(Task directions) Say how many lines in the material below contain the word "ApplicationError", giving the number alone.

(Input for this task)
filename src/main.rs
use clap::Parser;
use tracing::level_filters::LevelFilter;
use tracing_subscriber::filter::filter_fn;
use tracing_subscriber::fmt::format::FmtSpan;
use tracing_subscriber::layer::SubscriberExt;
use tracing_subscriber::util::SubscriberInitExt;
use tracing_subscriber::{fmt, Layer};

use duo_admin::cli::commands::execute_command;
use duo_admin::cli::output;
use duo_admin::cli::Cli;

fn main() {
    let cli = Cli::parse();

    setup_logging(cli.debug);

    if let Err(e) = execute_command(&cli) {
        output::error(&e);
        std::process::exit(e.exit_code());
    }
}

fn setup_logging(verbosity: u8) {
    let filter = match verbosity {
        0 => LevelFilter::WARN,
        1 => LevelFilter::INFO,
        2 => LevelFilter::DEBUG,
        3 => LevelFilter::TRACE,
        _ => {
            eprintln!("Don't be crazy, max is -d -d -d");
            LevelFilter::TRACE
        }
    };

    // HTTP stack internals are only interesting at trace level
    let noisy_modules = ["hyper", "reqwest", "rustls"];
    let module_filter = filter_fn(move |metadata| {
        verbosity >= 3
            || !noisy_modules
                .iter()
                .any(|name| metadata.target().starts_with(name))
    });

    // Formatted output directed to stderr, stdout is reserved for results
    let fmt_layer = fmt::layer()
        .with_writer(std::io::stderr)
        .with_target(true)
        .with_thread_names(false)
        .with_span_events(FmtSpan::CLOSE);

    let filtered_layer = fmt_layer.with_filter(filter).with_filter(module_filter);

    tracing_subscriber::registry().with(filtered_layer).init();

    match filter {
        LevelFilter::INFO => tracing::info!("Debug mode: info"),
        LevelFilter::DEBUG => tracing::debug!("Debug mode: debug"),
        LevelFilter::TRACE => tracing::debug!("Debug mode: trace"),
        _ => {}
    }
}

#[cfg(test)]
mod tests {
    use super::*;

    // https://docs.rs/clap/latest/clap/_derive/_tutorial/index.html#testing
    #[test]
    fn verify_cli() {
        use clap::CommandFactory;
        Cli::command().debug_assert();
    }

    #[test]
    fn given_repeated_debug_flags_when_parsing_then_counted() {
        let cli = Cli::try_parse_from(["duo-admin", "-dd", "report"]).unwrap();
        assert_eq!(cli.debug, 2);
    }
}
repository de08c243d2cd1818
//! Shared helpers

pub mod testing;
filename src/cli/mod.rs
//! CLI layer: argument parsing and command dispatch

pub mod args;
pub mod commands;
pub mod error;
pub mod output;

pub use args::{Cli, Commands};
pub use error::{CliError, CliResult};
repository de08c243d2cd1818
//! Error conversion helpers for common I/O operations
//!
//! Provides extension traits for cleaner error handling with path context.

use std::io;
use std::path::Path;

use crate::application::{ApplicationError, ApplicationResult};

/// Extension trait for converting `io::Result` to `ApplicationResult` with context.
pub trait IoResultExt<T> {
    /// Add path context to an I/O error.
    ///
    /// # Example
    /// ```ignore
    /// fs.open(&csv_path)
    ///     .with_path_context("open CSV file", &csv_path)?;
    /// ```
    fn with_path_context(self, action: &str, path: &Path) -> ApplicationResult<T>;
}

impl<T> IoResultExt<T> for io::Result<T> {
    fn with_path_context(self, action: &str, path: &Path) -> ApplicationResult<T> {
        self.map_err(|e| ApplicationError::OperationFailed {
            context: format!("{}: {}", action, path.display()),
            source: Box::new(e),
        })
    }
}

(Reply to the exercise) 2